Alan, Small business owner

Tips to get started

  • Identify what you actually do in your role: This may sound obvious, but the thought process involved is really important. This is essentially writing your own job description.Write down everything you do, from the everyday tasks to the less frequent, but essential duties, such as BAS. Include the activities that you currently aren’t getting to. Next, identify the skills required to perform these tasks and highlight those skills you already possess, as well as those you still need to learn or improve.
  • Assess your capacity to complete all these tasks: Now that you have identified all the activities within your responsibility, consider whether it is realistic for you to achieve all the tasks on your job description. Are you confident that you have the necessary skills for each of the key functions?Highlight the areas that you have identified you could improve upon, or you are struggling to fulfill due to other pressures.
  • Prioritise tasks based on business essentials: Identify which of these tasks are essential to your business’s function and which are more secondary or supplementary. How much time do you allocate to each task? Once you have a clearer picture of the full responsibilities for your role, you will be in a stronger position to improve your ‘job fit’. If you have identified that it isn’t feasible for one person to do all of the responsibilities, you can now consider what additional support you can bring in to fill the gaps.

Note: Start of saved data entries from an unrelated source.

use std::io::IsTerminal as _;
use std::process::ExitCode;

use clap::Parser;
use tracing_subscriber::EnvFilter;

use hark::{
    Config,
    cli::{AppsCommands, Cli, Commands, ConfigCommands, Format, RoutineCommands, prompt},
    core::{
        AppOpener, AppRecord, Deleted, Disambiguator, LearnedAppStore, Persistence, RoutineEngine,
        RoutineStep, ShortcutIndex, Storage, SystemHost, assistant::Assistant, resolver::NoPrompt,
    },
};

fn main() -> ExitCode {
    let cli = Cli::parse();

    // Set up logging based on verbosity
    let filter = match cli.verbose {
        0 => "warn",
        1 => "info",
        2 => "debug",
        _ => "trace",
    };

    tracing_subscriber::fmt()
        .with_env_filter(EnvFilter::new(filter))
        .with_writer(std::io::stderr)
        .init();

    match run(cli) {
        Ok(()) => ExitCode::SUCCESS,
        Err(e) => {
            eprintln!("error: {e}");
            ExitCode::FAILURE
        }
    }
}

fn run(cli: Cli) -> anyhow::Result<()> {
    let config = match &cli.config {
        Some(path) => Config::load_from(path)?,
        None => Config::load()?,
    };
    let storage = match &cli.data_dir {
        Some(dir) => Storage::with_root(dir.clone()),
        None => Storage::new()?,
    };

    // No subcommand = command loop
    let Some(command) = cli.command else {
        return listen(&config, storage, cli.no_input);
    };

    match command {
        Commands::Open { app, admin } => {
            let name = app.join(" ");
            let mut opener = opener(&config, storage, cli.no_input);
            match opener.open(&name, admin) {
                Ok(opened) => {
                    let suffix = if opened.elevated { " as administrator" } else { "" };
                    println!("Opened {}{suffix}", opened.name);
                    if let Some(warning) = opened.persist_warning {
                        eprintln!("warning: could not save learned apps: {warning}");
                    }
                }
                Err(e) => anyhow::bail!("could not open {name}: {e}"),
            }
        }

        Commands::Resolve { app } => {
            let name = app.join(" ");
            let resolution = opener(&config, storage, cli.no_input).resolve(&name);
            println!("name:    {}", resolution.name);
            println!("source:  {:?}", resolution.source);
            match &resolution.path {
                Some(path) => println!("path:    {}", path.display()),
                None => println!("path:    (none)"),
            }
            println!("admin:   {}", resolution.requires_admin);
            if !resolution.candidates.is_empty() {
                println!("matches:");
                for (i, candidate) in resolution.candidates.iter().enumerate() {
                    println!("  {}. {}", i + 1, candidate.display());
                }
            }
        }

        Commands::Routine { command } => {
            let opener = opener(&config, storage.clone(), cli.no_input);
            let engine = RoutineEngine::new(storage, opener);
            handle_routine_command(command, engine, &config, cli.no_input)?;
        }

        Commands::Apps { command } => {
            handle_apps_command(command, &config, storage)?;
        }

        Commands::Listen => {
            listen(&config, storage, cli.no_input)?;
        }

        Commands::Config { command } => match command {
            ConfigCommands::Show => {
                println!("{}", toml::to_string_pretty(&config)?);
            }
            ConfigCommands::Path => {
                let path = match cli.config {
                    Some(path) => path,
                    None => Config::config_path()?,
                };
                println!("{}", path.display());
            }
        },
    }

    Ok(())
}

fn opener(config: &Config, storage: Storage, no_input: bool) -> AppOpener {
    let chooser: Box<dyn Disambiguator> = if no_input || !std::io::stdin().is_terminal() {
        Box::new(NoPrompt)
    } else {
        Box::new(prompt::SelectPrompt)
    };
    AppOpener::from_config(config, storage, chooser, Box::new(SystemHost))
}

fn listen(config: &Config, storage: Storage, no_input: bool) -> anyhow::Result<()> {
    let chooser: Box<dyn Disambiguator> = if no_input {
        Box::new(NoPrompt)
    } else {
        Box::new(prompt::ReplyPrompt)
    };
    let opener = AppOpener::from_config(config, storage.clone(), chooser, Box::new(SystemHost));
    let engine = RoutineEngine::new(storage, opener);

    let mut assistant = Assistant::new(engine, config.security.blocked.clone());
    assistant.run(prompt::stdin_lines(), &mut std::io::stdout())?;
    Ok(())
}

fn handle_routine_command(
    command: RoutineCommands,
    mut engine: RoutineEngine,
    config: &Config,
    no_input: bool,
) -> anyhow::Result<()> {
    match command {
        RoutineCommands::List => {
            let mut empty = true;
            for routine in engine.list() {
                empty = false;
                println!("{:<30} {} app(s)", routine.name, routine.steps.len());
            }
            if empty {
                println!("No routines found.");
            }
        }

        RoutineCommands::Show { name } => {
            let Some(routine) = engine.get(&name) else {
                anyhow::bail!("routine '{name}' not found");
            };
            println!("{}", routine.name);
            for (i, step) in routine.steps.iter().enumerate() {
                let admin = if step.admin { " (admin)" } else { "" };
                println!("  {}. {}{admin}", i + 1, step.app_name);
            }
        }

        RoutineCommands::Create { name, steps } => {
            let steps = if steps.is_empty() {
                if no_input {
                    anyhow::bail!("no steps given; pass apps with --step");
                }
                prompt::author_steps(&ShortcutIndex::from_config(&config.index))?
            } else {
                steps.iter().map(|s| RoutineStep::parse(s)).collect()
            };

            let persistence = engine.create(&name, steps)?;
            println!("Created routine {}", name.trim());
            warn_unsaved(&persistence);
        }

        RoutineCommands::Delete { name } => match engine.delete(&name) {
            Deleted::Removed(persistence) => {
                println!("Deleted routine {}", name.trim());
                warn_unsaved(&persistence);
            }
            Deleted::Absent => println!("No routine named {} found.", name.trim()),
        },

        RoutineCommands::Run { name } => {
            let outcomes = engine.run(&name)?;
            let launched = outcomes.iter().filter(|o| o.launched).count();
            for outcome in &outcomes {
                match &outcome.reason {
                    None => println!("  {}: opened", outcome.app_name),
                    Some(reason) => println!("  {}: {reason}", outcome.app_name),
                }
                if let Some(warning) = &outcome.warning {
                    eprintln!("warning: could not save learned apps: {warning}");
                }
            }
            println!("{launched} of {} app(s) opened", outcomes.len());
        }
    }

    Ok(())
}

fn handle_apps_command(command: AppsCommands, config: &Config, storage: Storage) -> anyhow::Result<()> {
    match command {
        AppsCommands::List { format } => {
            let store = LearnedAppStore::load(storage);
            let records: Vec<&AppRecord> = store.records().collect();

            if format == Format::Json {
                println!("{}", serde_json::to_string_pretty(&records)?);
            } else if records.is_empty() {
                println!("No learned apps.");
            } else {
                println!("{:<24} {:<6} {:<17} Path", "Name", "Admin", "Last used");
                println!("{}", "-".repeat(80));
                for record in records {
                    let stale = if record.path.exists() { "" } else { " (missing)" };
                    println!(
                        "{:<24} {:<6} {:<17} {}{stale}",
                        record.name,
                        if record.requires_admin { "yes" } else { "no" },
                        record.last_used.format("%Y-%m-%d %H:%M"),
                        record.path.display()
                    );
                }
            }
        }

        AppsCommands::Add { name, path, admin } => {
            if !path.exists() {
                anyhow::bail!("{} does not exist", path.display());
            }
            let mut store = LearnedAppStore::load(storage);
            let record = AppRecord::new(&name, path, admin);
            let key = record.name.clone();
            store.put(record);
            store.persist()?;
            println!("Remembered {key}");
        }

        AppsCommands::Forget { name } => {
            let mut store = LearnedAppStore::load(storage);
            match store.remove(&name) {
                Some(record) => {
                    store.persist()?;
                    println!("Forgot {}", record.name);
                }
                None => println!("No learned app named {}.", name.trim()),
            }
        }

        AppsCommands::Available => {
            let index = ShortcutIndex::from_config(&config.index);
            if index.is_empty() {
                println!("No shortcuts found.");
            }
            for (name, target) in index.iter() {
                println!("{name:<32} {}", target.display());
            }
        }
    }

    Ok(())
}

fn warn_unsaved(persistence: &Persistence) {
    if let Some(reason) = persistence.warning() {
        eprintln!("warning: changes kept for this session only: {reason}");
    }
}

How to fill your skill gaps and make the most of your time:

  • Upskilling: There are many different learning options you can pursue outside of traditional education centres. Many organisations now provide short training courses online and in person, as well as workshops and coaching. TAFE has subsidised courses for NSW small business owners.
  • Outsourcing: Are you making the best use of your suppliers? It is worth discussing with your current suppliers about whether they have other services that could support you. Get a quote from other business services to see if it is viable for you to outsource, for example, your bookkeeping, marketing and sales, reception services. You may find it more useful for you to outsource home chores, such as gardening or cleaning.

I love all the elements of running my salon. So, I have outsourced the housework – I have a live-in au pair to help with the kids, a gardener and a part time personal assistant to keep my home life running smoothly.

Jenny, Hairdresser

  • Pooling resources with other businesses: Sharing resources with other businesses is a popular option for small business owners to access professional support in a cost effective way. Business hubs and other co-working spaces provide ready access to administration support and equipment, as well as meeting spaces.
  • Contra deals: Consider how you can create networking opportunities with like-minded business owners, where you can find ways to exchange services with each other, at reduced or minimal cost and mutual benefits.

There are a range of free (or heavily subsidised) Australian business advisors for small business owners that can help you maximise your skills and time within your business.

Business Connect Advisors

Provide personalised small business advice and training. They are partly subsidised by NSW Government.